Bakalland
- Company type: Joint-stock company
- Industry: Food
- Founded: 1996; 30 years ago
- Headquarters: Warsaw, Poland
- Area served: Poland
- Key people: Marek Malinowski
- Revenue: zl 266.73 million
- Website: bakalland.pl

= Bakalland =

Polish corporate group of enterprises

Bakalland S.A. is a corporate group of enterprises specialised in the food industry of dried fruit, of which it holds 24% of the Polish market.

The company is specialised in the import, processing, packaging and distribution of nuts, dried and candied fruit, grain, seeds, fruit, gateau additives, canned vegetables. Between December 11, 2006, to February 10, 2015, the company was registered on the Warsaw Stock Exchange.

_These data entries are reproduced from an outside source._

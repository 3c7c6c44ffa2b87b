//! File descriptor helpers: close-on-exec pipes and single-fd poll.
//!
//! Every descriptor created here carries `O_CLOEXEC`. A child only receives a
//! descriptor through an explicit `dup2` onto its standard streams, so
//! concurrent launches from other threads never leak pipe ends into each
//! other's children.

use std::io;
use std::os::fd::{AsRawFd, FromRawFd, OwnedFd, RawFd};
use std::time::Duration;

/// Create a pipe as `(read_end, write_end)`, both close-on-exec.
pub fn cloexec_pipe() -> io::Result<(OwnedFd, OwnedFd)> {
    let mut fds = [0 as libc::c_int; 2];
    // SAFETY: `fds` is a valid two-element buffer for pipe2 to fill.
    let rc = unsafe { libc::pipe2(fds.as_mut_ptr(), libc::O_CLOEXEC) };
    if rc != 0 {
        return Err(io::Error::last_os_error());
    }
    // SAFETY: pipe2 succeeded, so both descriptors are open and owned by us.
    let read_end = unsafe { OwnedFd::from_raw_fd(fds[0]) };
    let write_end = unsafe { OwnedFd::from_raw_fd(fds[1]) };
    Ok((read_end, write_end))
}

/// Move a descriptor above the standard streams, keeping close-on-exec.
///
/// A child redirects its stdio with `dup2(src, 0..=2)`; a source that already
/// sits on one of those numbers would be clobbered by an earlier redirect.
pub fn above_stdio(fd: OwnedFd) -> io::Result<OwnedFd> {
    let raw = fd.as_raw_fd();
    if raw > 2 {
        return Ok(fd);
    }
    // SAFETY: F_DUPFD_CLOEXEC only reads `raw`, which `fd` keeps open.
    let moved = unsafe { libc::fcntl(raw, libc::F_DUPFD_CLOEXEC, 3) };
    if moved < 0 {
        return Err(io::Error::last_os_error());
    }
    // SAFETY: fcntl returned a fresh descriptor we now own.
    Ok(unsafe { OwnedFd::from_raw_fd(moved) })
}

/// Wait until `fd` reports any of `events` or the timeout elapses.
///
/// Returns the reported `revents` (0 on timeout). `EINTR` is retried with the
/// full timeout, which only ever lengthens a wait that callers re-check.
pub fn poll_fd(fd: RawFd, events: libc::c_short, timeout: Duration) -> io::Result<libc::c_short> {
    let timeout_ms = timeout.as_millis().min(libc::c_int::MAX as u128) as libc::c_int;
    let mut pfd = libc::pollfd {
        fd,
        events,
        revents: 0,
    };
    loop {
        // SAFETY: `pfd` is a single valid pollfd entry.
        let rc = unsafe { libc::poll(&mut pfd, 1, timeout_ms) };
        if rc >= 0 {
            return Ok(if rc == 0 { 0 } else { pfd.revents });
        }
        let err = io::Error::last_os_error();
        if err.kind() != io::ErrorKind::Interrupted {
            return Err(err);
        }
    }
}

/// Wait on several descriptors at once; returns `revents` per entry.
pub fn poll_many(
    fds: &[RawFd],
    events: libc::c_short,
    timeout: Duration,
) -> io::Result<Vec<libc::c_short>> {
    let timeout_ms = timeout.as_millis().min(libc::c_int::MAX as u128) as libc::c_int;
    let mut pfds: Vec<libc::pollfd> = fds
        .iter()
        .map(|&fd| libc::pollfd {
            fd,
            events,
            revents: 0,
        })
        .collect();
    loop {
        // SAFETY: `pfds` holds `pfds.len()` initialised pollfd entries.
        let rc = unsafe { libc::poll(pfds.as_mut_ptr(), pfds.len() as libc::nfds_t, timeout_ms) };
        if rc >= 0 {
            return Ok(pfds.iter().map(|p| p.revents).collect());
        }
        let err = io::Error::last_os_error();
        if err.kind() != io::ErrorKind::Interrupted {
            return Err(err);
        }
    }
}

#[cfg(test)]
mod tests {
    use super::*;
    use std::fs::File;
    use std::io::Write;

    #[test]
    fn pipe_ends_are_cloexec() {
        let (read_end, write_end) = cloexec_pipe().unwrap();
        for fd in [read_end.as_raw_fd(), write_end.as_raw_fd()] {
            let flags = unsafe { libc::fcntl(fd, libc::F_GETFD) };
            assert!(flags >= 0);
            assert_ne!(flags & libc::FD_CLOEXEC, 0);
        }
    }

    #[test]
    fn poll_times_out_on_idle_pipe() {
        let (read_end, _write_end) = cloexec_pipe().unwrap();
        let revents = poll_fd(read_end.as_raw_fd(), libc::POLLIN, Duration::from_millis(20)).unwrap();
        assert_eq!(revents, 0);
    }

    #[test]
    fn poll_reports_readable_pipe() {
        let (read_end, write_end) = cloexec_pipe().unwrap();
        let mut writer = File::from(write_end);
        writer.write_all(b"x").unwrap();
        let revents = poll_fd(read_end.as_raw_fd(), libc::POLLIN, Duration::from_secs(1)).unwrap();
        assert_ne!(revents & libc::POLLIN, 0);
    }
}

According to data from 2008, the largest shareholders of the corporate group were: Anvik Holdings Limited (35.55% at the Warsaw Stock Exchange), chairman Marian Owerko (14.44%) and vice-chairman Artur Ungier (6.55%). The remainder controlled 43.46% of the stock.

In April 2010, Marek Moczulski became the chairman of the corporation, replacing Marian Owerko, the founder and chairman of the company since 1996. In late July 2014, the Office of Competition and Consumer Protection granted the corporation the permission allow Innova Phoenix to acquire Reiber Foods Polska (Delecta) and Bakalland.

==Brands and products==
- Bakalland – dried fruit, snacks, cake additives.
- BA! – granola snack bars, musli, oatmeal, protein bars.
- Delecta – baking food stuffs, desserts, chicory coffee, culinary additives.
- Mr. Breakfast – oatmeal and porridge oats for children and adults, corn flakes.
- Orico – lunch meals, pâté, paprykarz, Soybean paste in a variety of flavours.